#### SOURCE DATA ####

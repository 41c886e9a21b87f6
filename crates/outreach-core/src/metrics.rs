//! Prometheus metrics

use prometheus::{Encoder, IntCounter, IntCounterVec, Opts, Registry, TextEncoder};

/// Counters for the dispatch and campaign components
pub struct Metrics {
    registry: Registry,
    /// Dispatch outcomes, labelled by status
    pub sends_total: IntCounterVec,
    pub rate_limited_total: IntCounter,
    pub alerts_total: IntCounter,
    pub callback_failures_total: IntCounter,
    pub campaign_contacts_sent_total: IntCounter,
    pub contacts_ingested_total: IntCounter,
    pub reported_errors_total: IntCounterVec,
}

impl Metrics {
    pub fn new() -> prometheus::Result<Self> {
        let registry = Registry::new();

        let metrics = Self {
            sends_total: IntCounterVec::new(
                Opts::new("outreach_sends_total", "Dispatched sends by outcome"),
                &["outcome"],
            )?,
            rate_limited_total: IntCounter::new(
                "outreach_rate_limited_total",
                "Sends rejected by the tenant rate limit",
            )?,
            alerts_total: IntCounter::new("outreach_alerts_total", "Operational alerts raised")?,
            callback_failures_total: IntCounter::new(
                "outreach_callback_failures_total",
                "Status callbacks that could not be delivered",
            )?,
            campaign_contacts_sent_total: IntCounter::new(
                "outreach_campaign_contacts_sent_total",
                "Campaign contacts dispatched",
            )?,
            contacts_ingested_total: IntCounter::new(
                "outreach_contacts_ingested_total",
                "Imported contacts persisted",
            )?,
            reported_errors_total: IntCounterVec::new(
                Opts::new("outreach_reported_errors_total", "Absorbed errors by context"),
                &["context"],
            )?,
            registry,
        };

        metrics.registry.register(Box::new(metrics.sends_total.clone()))?;
        metrics
            .registry
            .register(Box::new(metrics.rate_limited_total.clone()))?;
        metrics.registry.register(Box::new(metrics.alerts_total.clone()))?;
        metrics
            .registry
            .register(Box::new(metrics.callback_failures_total.clone()))?;
        metrics
            .registry
            .register(Box::new(metrics.campaign_contacts_sent_total.clone()))?;
        metrics
            .registry
            .register(Box::new(metrics.contacts_ingested_total.clone()))?;
        metrics
            .registry
            .register(Box::new(metrics.reported_errors_total.clone()))?;

        Ok(metrics)
    }

    /// Text exposition of every registered metric
    pub fn encode(&self) -> prometheus::Result<String> {
        let mut buffer = Vec::new();
        TextEncoder::new().encode(&self.registry.gather(), &mut buffer)?;
        String::from_utf8(buffer).map_err(|e| prometheus::Error::Msg(e.to_string()))
    }
}

#[cfg(test)]
mod tests {
    use super::*;

    #[test]
    fn test_encode_includes_counters() {
        let metrics = Metrics::new().unwrap();
        metrics.sends_total.with_label_values(&["message_sent"]).inc();
        metrics.rate_limited_total.inc();

        let text = metrics.encode().unwrap();
        assert!(text.contains("outreach_sends_total{outcome=\"message_sent\"} 1"));
        assert!(text.contains("outreach_rate_limited_total 1"));
    }
}
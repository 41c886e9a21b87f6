//! Database models

use chrono::{DateTime, Utc};
use outreach_common::types::{
    ActiveMessageId, CampaignId, ContactId, ConversationId, PolicyDuration, SendSettingId,
    StatusId, TenantId, TimeUnit,
};
use serde::{Deserialize, Serialize};
use sqlx::FromRow;

/// Send setting model
#[derive(Debug, Clone, FromRow, Serialize, Deserialize)]
pub struct SendSetting {
    pub id: SendSettingId,
    pub tenant_id: TenantId,
    pub name: String,
    /// Token of the channel messages are sent through
    pub channel_token: String,
    /// Opaque token callers use to address this setting
    pub api_token: String,
    pub enabled: bool,
    pub callback_url: Option<String>,
    pub expiration_value: Option<i64>,
    pub expiration_unit: Option<String>,
    pub suspend_value: Option<i64>,
    pub suspend_unit: Option<String>,
    pub send_message_to_open_conversation: bool,
    pub objective: Option<String>,
    pub action: Option<String>,
    pub template_id: Option<String>,
    pub team_id: Option<String>,
    #[serde(default)]
    pub tags: serde_json::Value,
    pub created_at: DateTime<Utc>,
    pub updated_at: DateTime<Utc>,
}

impl SendSetting {
    /// How long a conversation opened by this setting stays alive
    pub fn expiration_policy(&self) -> Option<PolicyDuration> {
        policy(self.expiration_value, self.expiration_unit.as_deref())
    }

    /// How long a conversation opened by this setting may stay suspended
    pub fn suspend_policy(&self) -> Option<PolicyDuration> {
        policy(self.suspend_value, self.suspend_unit.as_deref())
    }

    /// Get tags as a vector
    pub fn tags_vec(&self) -> Vec<String> {
        serde_json::from_value(self.tags.clone()).unwrap_or_default()
    }
}

fn policy(value: Option<i64>, unit: Option<&str>) -> Option<PolicyDuration> {
    let value = value.filter(|v| *v > 0)?;
    let unit: TimeUnit = unit?.parse().ok()?;
    Some(PolicyDuration::new(value, unit))
}

/// Create send setting input
#[derive(Debug, Clone, Serialize, Deserialize)]
pub struct CreateSendSetting {
    pub tenant_id: TenantId,
    pub name: String,
    pub channel_token: String,
    pub api_token: String,
    pub callback_url: Option<String>,
    pub expiration: Option<PolicyDuration>,
    pub suspend: Option<PolicyDuration>,
    pub send_message_to_open_conversation: bool,
    pub objective: Option<String>,
    pub action: Option<String>,
    pub template_id: Option<String>,
    pub team_id: Option<String>,
    pub tags: Vec<String>,
}

/// Status row: global when `tenant_id` is null
#[derive(Debug, Clone, FromRow, Serialize, Deserialize)]
pub struct Status {
    pub id: StatusId,
    pub tenant_id: Option<TenantId>,
    pub code: i32,
    pub name: String,
    pub created_at: DateTime<Utc>,
}

/// Active message (one row per send attempt)
#[derive(Debug, Clone, FromRow, Serialize, Deserialize)]
pub struct ActiveMessage {
    pub id: ActiveMessageId,
    pub tenant_id: TenantId,
    pub send_setting_id: SendSettingId,
    pub conversation_id: Option<ConversationId>,
    pub channel_id: Option<String>,
    pub phone: String,
    pub external_id: String,
    pub status_id: Option<StatusId>,
    pub message_error: Option<String>,
    pub campaign_id: Option<CampaignId>,
    pub created_at: DateTime<Utc>,
    pub received_at: Option<DateTime<Utc>>,
    pub answered_at: Option<DateTime<Utc>>,
    pub read_at: Option<DateTime<Utc>>,
    pub status_changed_at: Option<DateTime<Utc>>,
}

impl ActiveMessage {
    /// Whether the attempt carries a definitive failure
    pub fn has_error(&self) -> bool {
        self.message_error.is_some()
    }
}

/// Create active message input
#[derive(Debug, Clone, Serialize, Deserialize)]
pub struct CreateActiveMessage {
    pub tenant_id: TenantId,
    pub send_setting_id: SendSettingId,
    pub conversation_id: Option<ConversationId>,
    pub channel_id: Option<String>,
    pub phone: String,
    pub external_id: String,
    pub status_id: Option<StatusId>,
    pub message_error: Option<String>,
    pub campaign_id: Option<CampaignId>,
}

/// Which delivery timestamp an inbound signal stamps
#[derive(Debug, Clone, Copy, PartialEq, Eq, Hash, Serialize, Deserialize)]
#[serde(rename_all = "snake_case")]
pub enum DeliveryMark {
    Received,
    Answered,
    Read,
}

impl DeliveryMark {
    pub fn column(&self) -> &'static str {
        match self {
            DeliveryMark::Received => "received_at",
            DeliveryMark::Answered => "answered_at",
            DeliveryMark::Read => "read_at",
        }
    }
}

impl std::fmt::Display for DeliveryMark {
    fn fmt(&self, f: &mut std::fmt::Formatter<'_>) -> std::fmt::Result {
        match self {
            DeliveryMark::Received => write!(f, "received"),
            DeliveryMark::Answered => write!(f, "answered"),
            DeliveryMark::Read => write!(f, "read"),
        }
    }
}

/// Filter for listing active messages
#[derive(Debug, Clone, Default, Serialize, Deserialize)]
pub struct ActiveMessageFilter {
    pub external_id: Option<String>,
    pub created_from: Option<DateTime<Utc>>,
    pub created_to: Option<DateTime<Utc>>,
    pub status_changed_after: Option<DateTime<Utc>>,
    pub limit: i64,
    pub offset: i64,
}

/// Active message joined with its status
#[derive(Debug, Clone, FromRow, Serialize, Deserialize)]
pub struct ActiveMessageWithStatus {
    #[sqlx(flatten)]
    pub message: ActiveMessage,
    pub status_code: Option<i32>,
    pub status_name: Option<String>,
}

/// Campaign status
#[derive(Debug, Clone, Copy, PartialEq, Eq, Serialize, Deserialize)]
#[serde(rename_all = "snake_case")]
pub enum CampaignStatus {
    Draft,
    AwaitingSend,
    Running,
    Paused,
    FinishedComplete,
}

impl std::fmt::Display for CampaignStatus {
    fn fmt(&self, f: &mut std::fmt::Formatter<'_>) -> std::fmt::Result {
        match self {
            CampaignStatus::Draft => write!(f, "draft"),
            CampaignStatus::AwaitingSend => write!(f, "awaiting_send"),
            CampaignStatus::Running => write!(f, "running"),
            CampaignStatus::Paused => write!(f, "paused"),
            CampaignStatus::FinishedComplete => write!(f, "finished_complete"),
        }
    }
}

impl std::str::FromStr for CampaignStatus {
    type Err = String;

    fn from_str(s: &str) -> Result<Self, Self::Err> {
        match s {
            "draft" => Ok(CampaignStatus::Draft),
            "awaiting_send" => Ok(CampaignStatus::AwaitingSend),
            "running" => Ok(CampaignStatus::Running),
            "paused" => Ok(CampaignStatus::Paused),
            "finished_complete" => Ok(CampaignStatus::FinishedComplete),
            _ => Err(format!("Invalid campaign status: {}", s)),
        }
    }
}

/// Campaign model
#[derive(Debug, Clone, FromRow, Serialize, Deserialize)]
pub struct Campaign {
    pub id: CampaignId,
    pub tenant_id: TenantId,
    pub name: String,
    pub send_setting_id: Option<SendSettingId>,
    pub template_id: Option<String>,
    pub status: String,
    pub send_interval_secs: i32,
    pub scheduled_at: Option<DateTime<Utc>>,
    pub started_at: Option<DateTime<Utc>>,
    pub ended_at: Option<DateTime<Utc>>,
    pub processing_total: i64,
    pub processed_total: i64,
    pub finished: bool,
    pub created_at: DateTime<Utc>,
    pub updated_at: DateTime<Utc>,
}

impl Campaign {
    /// Get status enum
    pub fn status_enum(&self) -> Option<CampaignStatus> {
        self.status.parse().ok()
    }

    /// Ingest progress percentage
    pub fn progress_percentage(&self) -> f64 {
        if self.processing_total == 0 {
            return 0.0;
        }
        (self.processed_total as f64 / self.processing_total as f64) * 100.0
    }
}

/// Create campaign input
#[derive(Debug, Clone, Serialize, Deserialize)]
pub struct CreateCampaign {
    pub tenant_id: TenantId,
    pub name: String,
    pub send_setting_id: Option<SendSettingId>,
    pub template_id: Option<String>,
    pub send_interval_secs: Option<i32>,
    pub scheduled_at: Option<DateTime<Utc>>,
    /// Template variables as (name, label)
    pub attributes: Vec<(String, String)>,
}

/// Template variable defined by a campaign
#[derive(Debug, Clone, FromRow, Serialize, Deserialize)]
pub struct CampaignAttribute {
    pub id: uuid::Uuid,
    pub campaign_id: CampaignId,
    pub name: String,
    pub label: String,
}

/// Contact model
#[derive(Debug, Clone, FromRow, Serialize, Deserialize)]
pub struct Contact {
    pub id: ContactId,
    pub tenant_id: TenantId,
    pub phone: String,
    pub name: Option<String>,
    pub created_at: DateTime<Utc>,
    pub updated_at: DateTime<Utc>,
}

/// Per-campaign attribute value of a contact
#[derive(Debug, Clone, FromRow, Serialize, Deserialize)]
pub struct ContactAttribute {
    pub contact_id: ContactId,
    pub campaign_id: CampaignId,
    pub name: String,
    pub value: String,
}

/// Contact membership in a campaign
#[derive(Debug, Clone, FromRow, Serialize, Deserialize)]
pub struct CampaignContact {
    pub id: uuid::Uuid,
    pub campaign_id: CampaignId,
    pub contact_id: ContactId,
    /// External correlation id used for sends to this contact
    pub hash: String,
    pub delivered_at: Option<DateTime<Utc>>,
    pub received_at: Option<DateTime<Utc>>,
    pub invalid: bool,
    pub created_at: DateTime<Utc>,
}

/// Contact ready to be sent within a campaign
#[derive(Debug, Clone, Serialize, Deserialize)]
pub struct PendingCampaignContact {
    pub campaign_contact: CampaignContact,
    pub contact: Contact,
    pub attributes: Vec<ContactAttribute>,
}

impl PendingCampaignContact {
    /// Value of a named attribute for this contact
    pub fn attribute(&self, name: &str) -> Option<&str> {
        self.attributes
            .iter()
            .find(|a| a.name == name)
            .map(|a| a.value.as_str())
    }
}

/// Aggregate ingest progress for a campaign
#[derive(Debug, Clone, Copy, PartialEq, Eq, Default, Serialize, Deserialize)]
pub struct CampaignProgress {
    pub processing_total: i64,
    pub processed_total: i64,
    pub finished: bool,
}

#[cfg(test)]
mod tests {
    use super::*;
    use uuid::Uuid;

    fn setting() -> SendSetting {
        SendSetting {
            id: Uuid::new_v4(),
            tenant_id: Uuid::new_v4(),
            name: "reminders".to_string(),
            channel_token: "chan".to_string(),
            api_token: "token".to_string(),
            enabled: true,
            callback_url: None,
            expiration_value: Some(3),
            expiration_unit: Some("hours".to_string()),
            suspend_value: Some(0),
            suspend_unit: Some("days".to_string()),
            send_message_to_open_conversation: false,
            objective: None,
            action: None,
            template_id: None,
            team_id: None,
            tags: serde_json::json!(["a", "b"]),
            created_at: Utc::now(),
            updated_at: Utc::now(),
        }
    }

    #[test]
    fn test_setting_policies() {
        let s = setting();
        assert_eq!(
            s.expiration_policy(),
            Some(PolicyDuration::new(3, TimeUnit::Hours))
        );
        // zero means "no policy"
        assert_eq!(s.suspend_policy(), None);
        assert_eq!(s.tags_vec(), vec!["a", "b"]);
    }

    #[test]
    fn test_campaign_status_roundtrip() {
        for status in [
            CampaignStatus::Draft,
            CampaignStatus::AwaitingSend,
            CampaignStatus::Running,
            CampaignStatus::Paused,
            CampaignStatus::FinishedComplete,
        ] {
            assert_eq!(status.to_string().parse::<CampaignStatus>(), Ok(status));
        }
        assert!("sending".parse::<CampaignStatus>().is_err());
    }
}
//! Service wiring
//!
//! Builds every component from its collaborators so the server binary and
//! the HTTP tests share one assembly.

use crate::cache::{Cache, MemoryCache};
use crate::callback::CallbackNotifier;
use crate::campaign::{CampaignRunner, ContactIngestQueue, ProgressTracker};
use crate::dispatch::{DispatcherDeps, SendDispatcher, SendService};
use crate::events::{BroadcastEventBus, EventBus};
use crate::gateway::{
    ChannelGateway, ConversationStore, ErrorReporter, MemoryConversationStore,
    PlaceholderRenderer, StaticChannelGateway, StaticTenantPolicy, TemplateRenderer,
    TenantPolicy, TracingErrorReporter,
};
use crate::lock::DestinationLock;
use crate::metrics::Metrics;
use crate::missing::MissingEventTracker;
use crate::rate_limiter::RateLimiter;
use crate::signals::SignalIntake;
use crate::status::StatusStore;
use crate::worker::{CampaignScheduler, DispatchWorker};
use outreach_common::config::Config;
use outreach_common::Result;
use outreach_storage::memory::MemoryStore;
use outreach_storage::repository::{
    ActiveMessageRepository, CampaignRepository, ContactRepository, SendSettingRepository,
    StatusRepository,
};
use std::sync::Arc;

/// External collaborators of the core
#[derive(Clone)]
pub struct Backends {
    pub settings: Arc<dyn SendSettingRepository>,
    pub statuses: Arc<dyn StatusRepository>,
    pub messages: Arc<dyn ActiveMessageRepository>,
    pub campaigns: Arc<dyn CampaignRepository>,
    pub contacts: Arc<dyn ContactRepository>,
    pub cache: Arc<dyn Cache>,
    pub events: Arc<dyn EventBus>,
    pub channels: Arc<dyn ChannelGateway>,
    pub conversations: Arc<dyn ConversationStore>,
    pub templates: Arc<dyn TemplateRenderer>,
    pub tenants: Arc<dyn TenantPolicy>,
    pub reporter: Arc<dyn ErrorReporter>,
}

impl Backends {
    /// Repositories from `store`; everything else in-process, channels and
    /// tenant policies taken from `[gateway]`
    pub fn in_memory(store: Arc<MemoryStore>, config: &Config, metrics: Arc<Metrics>) -> Self {
        let conversations = config.gateway.channels.iter().fold(
            MemoryConversationStore::new(),
            |store, (token, channel)| store.with_channel(token.clone(), channel.channel_id.clone()),
        );

        Self {
            settings: store.clone(),
            statuses: store.clone(),
            messages: store.clone(),
            campaigns: store.clone(),
            contacts: store,
            cache: Arc::new(MemoryCache::new()),
            events: Arc::new(BroadcastEventBus::default()),
            channels: Arc::new(StaticChannelGateway::from_config(&config.gateway)),
            conversations: Arc::new(conversations),
            templates: Arc::new(PlaceholderRenderer::new()),
            tenants: Arc::new(StaticTenantPolicy::from_config(&config.gateway)),
            reporter: Arc::new(TracingErrorReporter::new(metrics)),
        }
    }
}

/// Every core component, wired
pub struct Services {
    pub metrics: Arc<Metrics>,
    pub events: Arc<dyn EventBus>,
    pub conversations: Arc<dyn ConversationStore>,
    pub status: Arc<StatusStore>,
    pub missing: Arc<MissingEventTracker>,
    pub limiter: Arc<RateLimiter>,
    pub dispatcher: Arc<SendDispatcher>,
    pub send: Arc<SendService>,
    pub runner: Arc<CampaignRunner>,
    pub ingest: Arc<ContactIngestQueue>,
    pub signals: Arc<SignalIntake>,
    config: Config,
}

impl Services {
    pub fn build(backends: Backends, metrics: Arc<Metrics>, config: &Config) -> Result<Self> {
        let callbacks = Arc::new(CallbackNotifier::new(&config.callback, metrics.clone())?);

        let status = Arc::new(StatusStore::new(
            backends.messages.clone(),
            backends.statuses.clone(),
            backends.settings.clone(),
            backends.contacts.clone(),
            backends.events.clone(),
            callbacks,
        ));
        let missing = Arc::new(MissingEventTracker::new(
            backends.cache.clone(),
            backends.messages.clone(),
            backends.contacts.clone(),
            backends.events.clone(),
            &config.dispatch,
        ));
        let lock = Arc::new(DestinationLock::new(backends.cache.clone(), &config.dispatch));

        let dispatcher = Arc::new(SendDispatcher::new(
            DispatcherDeps {
                settings: backends.settings.clone(),
                channels: backends.channels.clone(),
                conversations: backends.conversations.clone(),
                templates: backends.templates.clone(),
                tenants: backends.tenants.clone(),
                status: status.clone(),
                missing: missing.clone(),
                lock,
                reporter: backends.reporter.clone(),
                metrics: metrics.clone(),
            },
            config.dispatch.clone(),
        ));

        let limiter = Arc::new(RateLimiter::new(
            backends.cache.clone(),
            backends.reporter.clone(),
            metrics.clone(),
            &config.rate_limit,
        ));
        let send = Arc::new(SendService::new(
            backends.settings.clone(),
            backends.tenants.clone(),
            status.clone(),
            limiter.clone(),
            backends.events.clone(),
            backends.cache.clone(),
            &config.dispatch,
        ));

        let progress = Arc::new(ProgressTracker::new());
        let runner = Arc::new(CampaignRunner::new(
            backends.campaigns.clone(),
            backends.contacts.clone(),
            backends.tenants.clone(),
            dispatcher.clone(),
            backends.cache.clone(),
            backends.events.clone(),
            backends.reporter.clone(),
            metrics.clone(),
            progress.clone(),
            &config.campaign,
        ));
        let ingest = Arc::new(ContactIngestQueue::new(
            backends.campaigns.clone(),
            backends.contacts.clone(),
            progress,
            backends.reporter.clone(),
            metrics.clone(),
            backends.cache.clone(),
            &config.campaign,
        ));

        let signals = Arc::new(SignalIntake::new(status.clone(), missing.clone()));

        Ok(Self {
            metrics,
            events: backends.events,
            conversations: backends.conversations,
            status,
            missing,
            limiter,
            dispatcher,
            send,
            runner,
            ingest,
            signals,
            config: config.clone(),
        })
    }

    /// Event consumer for sends and campaign starts, not yet spawned
    pub fn dispatch_worker(&self) -> Arc<DispatchWorker> {
        Arc::new(DispatchWorker::new(
            self.events.clone(),
            self.dispatcher.clone(),
            self.runner.clone(),
        ))
    }

    pub fn campaign_scheduler(&self) -> CampaignScheduler {
        CampaignScheduler::new(self.runner.clone())
            .with_poll_interval(self.config.campaign.poll_interval_secs)
    }
}

#[cfg(test)]
mod tests {
    use super::*;
    use crate::dispatch::SendCommand;
    use crate::testing::send_setting;
    use outreach_common::config::ChannelSettings;
    use uuid::Uuid;

    fn config() -> Config {
        let mut config = Config::default();
        config.gateway.channels.insert(
            "main".to_string(),
            ChannelSettings {
                enabled: true,
                workspace_id: "ws-1".to_string(),
                channel_id: "chan-1".to_string(),
                bot_id: Some("bot-1".to_string()),
                session_window_hours: Some(24),
            },
        );
        config
    }

    #[tokio::test]
    async fn test_worker_dispatches_accepted_send() {
        let config = config();
        let metrics = Arc::new(Metrics::new().unwrap());
        let store = Arc::new(MemoryStore::new());
        let mut setting = send_setting(Uuid::new_v4());
        setting.channel_token = "main".to_string();
        store.insert_send_setting(setting.clone()).await;

        let services = Services::build(
            Backends::in_memory(store.clone(), &config, metrics.clone()),
            metrics,
            &config,
        )
        .unwrap();
        let worker = services.dispatch_worker().spawn();

        let accepted = services
            .send
            .submit(
                setting.tenant_id,
                SendCommand {
                    api_token: setting.api_token.clone(),
                    phone: "5511987654321".to_string(),
                    text: Some("hello".to_string()),
                    ..Default::default()
                },
            )
            .await
            .unwrap();

        let mut attempt = None;
        for _ in 0..50 {
            attempt = services
                .status
                .find_by_external_id(setting.id, accepted.external_id())
                .await
                .unwrap();
            if attempt.is_some() {
                break;
            }
            tokio::time::sleep(std::time::Duration::from_millis(10)).await;
        }
        worker.abort();

        let attempt = attempt.expect("attempt recorded by the worker");
        assert!(attempt.conversation_id.is_some());
        assert_eq!(attempt.channel_id.as_deref(), Some("chan-1"));
    }
}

####

■ ASSIGNED TASK ■
If a line in the listing contains the string "MemoryStore", copy it.

■ RESPONSE TO THE EXERCISE ■
use outreach_storage::memory::MemoryStore;
    pub fn in_memory(store: Arc<MemoryStore>, config: &Config, metrics: Arc<Metrics>) -> Self {
        let store = Arc::new(MemoryStore::new());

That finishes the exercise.